Comme je l'ai précisé, il s'agit là non d'un essai de sociologie du travail mais d'une enquête menée par deux journalistes indépendants (et passablement précaires). Elle s'organise autour d'entretiens plus ou moins longs, avec une bonne dizaine de représentants de ce qu'ils ont pressenti comme des « boulots de merde », souvent à l'encontre du ressenti de ceux-là mêmes qui s'y dédient, suivis par des approfondissements très intéressants et fort opportuns sur certains secteurs d'activité dont l'évolution est assurément critique dans ce qu'elle a de néfaste : 1. les salons des « petits boulots de merde », 2. le service civique, 3. les cireurs de souliers, 4. la distribution de prospectus, 5. les contrôles aux frontières, 6. le commerce de luxe, 7. la toyotisation des hôpitaux, 8. les gestionnaires de patrimoine, 9. la Poste. D'autres entretiens non suivi d'approfondissements, rapportés presque verbatim, et qui s'alternent aux chapitres sus-cités, concernent : « Léa, 24 ans, plante verte dans un palace parisien », « Yasmine, 30 ans, préparatrice de sandwiches dans une multinationale alimentaire », « Michel, 42 ans, enquêteur dans un institut de sondages », « Abel, 30 ans, livreur à vélo pour une 'appli' de repas à domicile », « Alain, 54 ans, ouvrier sous-traitant dans une usine de farine », « Jessica, 38 ans, responsable santé dans une usine Seveso », « Thomas, 30 ans, contrôleur dans une société d'audit financier ».

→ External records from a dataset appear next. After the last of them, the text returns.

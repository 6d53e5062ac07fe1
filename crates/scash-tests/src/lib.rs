//! Integration and property test suite for the SCASH wallet engine.
//!
//! Drives whole flows (create, plan, sign, submit, confirm) against an
//! in-memory node and checks accounting invariants under randomized inputs.

pub mod helpers;
//! Locally broadcast transactions awaiting confirmation.
//!
//! The node's UTXO scan only sees confirmed outputs, so outputs already spent
//! by a broadcast transaction would otherwise be selected again. The ledger
//! remembers what was consumed until the node reports a block for it.

use std::path::Path;

use bitcoin::OutPoint;
use serde::{Deserialize, Serialize};

use scash_core::types::{SpendOutput, Utxo};

use crate::builder::SignedTransaction;
use crate::error::WalletError;

/// Conventional ledger file name inside the data directory.
pub const PENDING_FILE_NAME: &str = "pending.json";

#[derive(Clone, Copy, Debug, PartialEq, Eq, Serialize, Deserialize)]
#[serde(rename_all = "lowercase")]
pub enum PendingStatus {
    Pending,
    Confirmed,
}

/// A broadcast transaction and what it spent.
#[derive(Clone, Debug, PartialEq, Eq, Serialize, Deserialize)]
#[serde(rename_all = "camelCase")]
pub struct PendingTransaction {
    /// Transaction id as returned by the node.
    pub id: String,
    pub raw_hex: String,
    pub total_input: u64,
    pub total_output: u64,
    pub change: u64,
    pub network_fee: u64,
    pub platform_fee: u64,
    pub consumed: Vec<OutPoint>,
    pub outputs: Vec<SpendOutput>,
    /// Unix milliseconds.
    pub created_at: i64,
    pub status: PendingStatus,
}

impl PendingTransaction {
    pub fn from_signed(id: impl Into<String>, signed: &SignedTransaction, created_at: i64) -> Self {
        Self {
            id: id.into(),
            raw_hex: signed.raw_hex.clone(),
            total_input: signed.total_input,
            total_output: signed.total_output,
            change: signed.change,
            network_fee: signed.network_fee,
            platform_fee: signed.platform_fee,
            consumed: signed.consumed.iter().map(Utxo::outpoint).collect(),
            outputs: signed.outputs.clone(),
            created_at,
            status: PendingStatus::Pending,
        }
    }

    pub fn is_pending(&self) -> bool {
        self.status == PendingStatus::Pending
    }
}

/// Ordered record of broadcast transactions. Entries are never removed.
#[derive(Clone, Debug, Default, PartialEq, Eq, Serialize, Deserialize)]
pub struct PendingLedger {
    transactions: Vec<PendingTransaction>,
}

impl PendingLedger {
    pub fn new() -> Self {
        Self::default()
    }

    /// Append `entry`. Returns `false` when an entry with the same id exists.
    pub fn record(&mut self, entry: PendingTransaction) -> bool {
        if self.get(&entry.id).is_some() {
            tracing::debug!(txid = %entry.id, "pending entry already recorded");
            return false;
        }
        self.transactions.push(entry);
        true
    }

    /// Flip `txid` to confirmed. Returns `true` if the status changed.
    pub fn mark_confirmed(&mut self, txid: &str) -> bool {
        match self.transactions.iter_mut().find(|t| t.id == txid) {
            Some(t) if t.is_pending() => {
                t.status = PendingStatus::Confirmed;
                tracing::info!(%txid, "pending transaction confirmed");
                true
            }
            _ => false,
        }
    }

    /// Entries still awaiting confirmation, oldest first.
    pub fn pending(&self) -> impl Iterator<Item = &PendingTransaction> {
        self.transactions.iter().filter(|t| t.is_pending())
    }

    pub fn get(&self, txid: &str) -> Option<&PendingTransaction> {
        self.transactions.iter().find(|t| t.id == txid)
    }

    pub fn all(&self) -> &[PendingTransaction] {
        &self.transactions
    }

    pub fn len(&self) -> usize {
        self.transactions.len()
    }

    pub fn is_empty(&self) -> bool {
        self.transactions.is_empty()
    }

    /// Mark every UTXO consumed by a still-pending entry as in-mempool.
    /// Returns the number of UTXOs flagged.
    pub fn apply_mempool_flags(&self, utxos: &mut [Utxo]) -> usize {
        let mut flagged = 0;
        for utxo in utxos.iter_mut() {
            let outpoint = utxo.outpoint();
            if self.pending().any(|t| t.consumed.contains(&outpoint)) {
                utxo.in_mempool = true;
                flagged += 1;
            }
        }
        flagged
    }

    /// Load a ledger from `path`. A missing file is an empty ledger.
    pub fn load(path: &Path) -> Result<Self, WalletError> {
        let json = match std::fs::read_to_string(path) {
            Ok(json) => json,
            Err(e) if e.kind() == std::io::ErrorKind::NotFound => return Ok(Self::new()),
            Err(e) => return Err(WalletError::IoError(e.to_string())),
        };
        serde_json::from_str(&json)
            .map_err(|e| WalletError::CorruptedFile(format!("pending ledger: {e}")))
    }

    pub fn save(&self, path: &Path) -> Result<(), WalletError> {
        if let Some(parent) = path.parent() {
            std::fs::create_dir_all(parent).map_err(|e| WalletError::IoError(e.to_string()))?;
        }
        let json = serde_json::to_string_pretty(self)
            .map_err(|e| WalletError::Serialization(e.to_string()))?;
        std::fs::write(path, json).map_err(|e| WalletError::IoError(e.to_string()))
    }
}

Généralement, j'adhère à l'amplitude de la définition proposée par les auteurs. J'ai apprécié la variété des secteurs analysés et des travailleurs interviewés, même si, bien entendu, dans ce genre de recherche, l'on a toujours le sentiment que d'autres professions, qui nous paraissent absolument nécessaires, ont été délaissées (pour moi, ça aurait été le cas des gardiens de prison, ainsi que des cadres d'entreprises d'État ou récemment privatisées). Le style du texte est enlevé, vivace, pétillant : la lecture en est particulièrement agréable.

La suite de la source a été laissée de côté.